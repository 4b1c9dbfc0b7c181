use crate::{
    ProxmoxClient,
    core::{
        domain::model::{auth::Auth, connection::Connection},
        infrastructure::api_client::ApiClient,
    },
};
use url::Url;
use wiremock::{
    Mock, MockServer, ResponseTemplate,
    matchers::{method, path, query_param},
};

fn create_test_connection(server_url: &str) -> Connection {
    let url = Url::parse(server_url).unwrap();
    Connection::new(
        url.host_str().unwrap(),
        url.port().unwrap(),
        "testuser@pam",
        "testpass",
        false,
        false,
    )
    .unwrap()
}

fn create_authenticated_client(mock_server: &MockServer) -> ProxmoxClient {
    let connection = create_test_connection(&mock_server.uri());
    let mut api = ApiClient::new(connection).unwrap();
    api.set_auth(
        Auth::new(
            "PVE:testuser@pam:4EEC61E2::sig".to_string(),
            "4EEC61E2:token".to_string(),
        )
        .unwrap(),
    );
    ProxmoxClient { api }
}

#[tokio::test]
async fn test_cluster_vms_list() {
    let mock_server = MockServer::start().await;
    let client = create_authenticated_client(&mock_server);

    Mock::given(method("GET"))
        .and(path("/api2/json/cluster/resources"))
        .and(query_param("type", "vm"))
        .respond_with(ResponseTemplate::new(200).set_body_json(serde_json::json!({
            "data": [
                {
                    "vmid": 100,
                    "name": "web01",
                    "node": "pve1",
                    "status": "running",
                    "cpu": 0.125,
                    "maxcpu": 4,
                    "mem": 4294967296_i64,
                    "maxmem": 8589934592_i64,
                    "uptime": 86400
                },
                {
                    "vmid": 101,
                    "node": "pve1",
                    "status": "stopped",
                    "maxcpu": 2,
                    "maxmem": 2147483648_i64,
                    "template": 0
                }
            ]
        })))
        .mount(&mock_server)
        .await;

    let vms = client.cluster_vms().await.unwrap();
    assert_eq!(vms.len(), 2);

    let vm = &vms[0];
    assert_eq!(vm.vmid, 100);
    assert_eq!(vm.name.as_deref(), Some("web01"));
    assert_eq!(vm.node, "pve1");
    assert!(vm.is_running());
    assert_eq!(vm.cpu, Some(0.125));
    assert_eq!(vm.maxcpu, Some(4));
    assert_eq!(vm.mem, Some(4294967296));
    assert_eq!(vm.maxmem, Some(8589934592));

    let stopped = &vms[1];
    assert_eq!(stopped.name, None);
    assert!(!stopped.is_running());
}

#[tokio::test]
async fn test_vm_config_disk_slots() {
    let mock_server = MockServer::start().await;
    let client = create_authenticated_client(&mock_server);

    Mock::given(method("GET"))
        .and(path("/api2/json/nodes/pve1/qemu/100/config"))
        .respond_with(ResponseTemplate::new(200).set_body_json(serde_json::json!({
            "data": {
                "name": "web01",
                "sockets": 1,
                "cores": 4,
                "ostype": "l26",
                "scsihw": "virtio-scsi-pci",
                "boot": "order=scsi0;net0",
                "scsi0": "local:vm-100-disk-0,size=32G",
                "scsi1": "local-lvm:vm-100-disk-1,discard=on,size=120G",
                "digest": "a1b2c3"
            }
        })))
        .mount(&mock_server)
        .await;

    let config = client.vm_config("pve1", 100).await.unwrap();
    assert_eq!(config.name.as_deref(), Some("web01"));
    assert_eq!(config.cores, Some(4));
    assert_eq!(config.scsi0.as_deref(), Some("local:vm-100-disk-0,size=32G"));
    assert_eq!(
        config.scsi1.as_deref(),
        Some("local-lvm:vm-100-disk-1,discard=on,size=120G")
    );
}

#[tokio::test]
async fn test_vm_config_without_disks() {
    let mock_server = MockServer::start().await;
    let client = create_authenticated_client(&mock_server);

    Mock::given(method("GET"))
        .and(path("/api2/json/nodes/pve1/qemu/101/config"))
        .respond_with(ResponseTemplate::new(200).set_body_json(serde_json::json!({
            "data": {
                "name": "diskless",
                "cores": 1
            }
        })))
        .mount(&mock_server)
        .await;

    let config = client.vm_config("pve1", 101).await.unwrap();
    assert_eq!(config.scsi0, None);
    assert_eq!(config.scsi1, None);
}

#[tokio::test]
async fn test_guest_network_interfaces() {
    let mock_server = MockServer::start().await;
    let client = create_authenticated_client(&mock_server);

    Mock::given(method("GET"))
        .and(path(
            "/api2/json/nodes/pve1/qemu/100/agent/network-get-interfaces",
        ))
        .respond_with(ResponseTemplate::new(200).set_body_json(serde_json::json!({
            "data": {
                "result": [
                    {
                        "name": "lo",
                        "hardware-address": "00:00:00:00:00:00",
                        "ip-addresses": [
                            {"ip-address": "127.0.0.1", "ip-address-type": "ipv4", "prefix": 8}
                        ]
                    },
                    {
                        "name": "eth0",
                        "hardware-address": "aa:bb:cc:dd:ee:ff",
                        "ip-addresses": [
                            {"ip-address": "10.0.0.15", "ip-address-type": "ipv4", "prefix": 24},
                            {"ip-address": "fe80::1", "ip-address-type": "ipv6", "prefix": 64}
                        ]
                    }
                ]
            }
        })))
        .mount(&mock_server)
        .await;

    let interfaces = client.guest_network_interfaces("pve1", 100).await.unwrap();
    assert_eq!(interfaces.len(), 2);
    assert_eq!(interfaces[1].name, "eth0");
    assert_eq!(
        interfaces[1].hardware_address.as_deref(),
        Some("aa:bb:cc:dd:ee:ff")
    );
    assert_eq!(interfaces[1].ip_addresses[0].ip_address, "10.0.0.15");
    assert_eq!(
        interfaces[1].ip_addresses[0].ip_address_type.as_deref(),
        Some("ipv4")
    );
    assert_eq!(interfaces[1].ip_addresses[0].prefix, Some(24));
}

#[tokio::test]
async fn test_guest_network_interfaces_agent_unavailable() {
    let mock_server = MockServer::start().await;
    let client = create_authenticated_client(&mock_server);

    Mock::given(method("GET"))
        .and(path(
            "/api2/json/nodes/pve1/qemu/100/agent/network-get-interfaces",
        ))
        .respond_with(
            ResponseTemplate::new(500)
                .set_body_string("QEMU guest agent is not running"),
        )
        .mount(&mock_server)
        .await;

    let result = client.guest_network_interfaces("pve1", 100).await;
    assert!(result.is_err());
}
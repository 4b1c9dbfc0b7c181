use serde::Deserialize;

/// Successful `access/ticket` response envelope.
#[derive(Debug, Deserialize)]
pub struct LoginResponse {
    pub data: LoginData,
}

/// Ticket payload of a successful login.
#[derive(Debug, Deserialize)]
pub struct LoginData {
    pub ticket: String,
    #[serde(rename = "CSRFPreventionToken")]
    pub csrf_token: String,
}
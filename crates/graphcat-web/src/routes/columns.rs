//! Column route handlers.

use axum::extract::{Path, State};
use axum::Json;
use serde::Deserialize;
use uuid::Uuid;

use graphcat_graph::{columns, Record};

use crate::error::{bad_request, ApiError};
use crate::state::AppState;

#[derive(Deserialize)]
pub struct ColumnRequest {
    pub name: String,
    pub contextual_description: String,
    #[serde(default)]
    pub dynamic_properties: serde_json::Map<String, serde_json::Value>,
}

pub async fn create_column(
    State(state): State<AppState>,
    Path(table_id): Path<Uuid>,
    Json(req): Json<ColumnRequest>,
) -> Result<Json<Record>, ApiError> {
    columns::create_column(
        state.graph.as_ref(),
        &table_id.to_string(),
        &req.name,
        &req.contextual_description,
        &req.dynamic_properties,
    )
    .await
    .map(Json)
    .map_err(bad_request)
}

pub async fn list_columns(
    State(state): State<AppState>,
    Path(table_id): Path<Uuid>,
) -> Result<Json<Vec<Record>>, ApiError> {
    columns::list_columns(state.graph.as_ref(), &table_id.to_string())
        .await
        .map(Json)
        .map_err(bad_request)
}

pub async fn get_column(
    State(state): State<AppState>,
    Path((table_id, column_id)): Path<(Uuid, Uuid)>,
) -> Result<Json<Record>, ApiError> {
    columns::get_column(
        state.graph.as_ref(),
        &table_id.to_string(),
        &column_id.to_string(),
    )
    .await
    .map(Json)
    .map_err(bad_request)
}

pub async fn delete_column(
    State(state): State<AppState>,
    Path((table_id, column_id)): Path<(Uuid, Uuid)>,
) -> Result<Json<Vec<Record>>, ApiError> {
    columns::delete_column(
        state.graph.as_ref(),
        &table_id.to_string(),
        &column_id.to_string(),
    )
    .await
    .map(|_| Json(Vec::new()))
    .map_err(bad_request)
}
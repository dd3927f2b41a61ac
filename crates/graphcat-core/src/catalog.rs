//! The extracted warehouse metadata tree.

use std::collections::BTreeMap;

/// All properties the warehouse reports for a single column.
pub type ColumnProperties = serde_json::Map<String, serde_json::Value>;

/// Tables of one schema, each with its column metadata.
pub type TableColumns = BTreeMap<String, Vec<ColumnProperties>>;

/// Schema -> Table -> Columns, as returned by metadata extraction and
/// consumed by catalog synchronization.
pub type SchemaTree = BTreeMap<String, TableColumns>;
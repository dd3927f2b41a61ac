//! # Graphcat Core
//!
//! Shared types for the graphcat metadata catalog: the error taxonomy,
//! the dynamic property value model, and id generation.

pub mod catalog;
pub mod error;
pub mod id;
pub mod property;

pub use catalog::SchemaTree;
pub use error::{CatalogError, CatalogResult};
pub use id::generate_id;
pub use property::{sanitize, PropertyValue};
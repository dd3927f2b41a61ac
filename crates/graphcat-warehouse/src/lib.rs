//! # Graphcat Warehouse
//!
//! Snowflake SQL API client and the schema metadata extractor that walks
//! the warehouse's database/schema/table/column hierarchy.

pub mod client;
pub mod extract;

pub use client::{SnowflakeClient, SqlRunner, WarehouseConfig};
pub use extract::extract_metadata;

________________________________________

Only lines holding the word "size" are wanted, so copy each of them from the records above.

[RESPONSE AREA]
                "scsi0": "local:vm-100-disk-0,size=32G",
                "scsi1": "local-lvm:vm-100-disk-1,discard=on,size=120G",
    assert_eq!(config.scsi0.as_deref(), Some("local:vm-100-disk-0,size=32G"));
        Some("local-lvm:vm-100-disk-1,discard=on,size=120G")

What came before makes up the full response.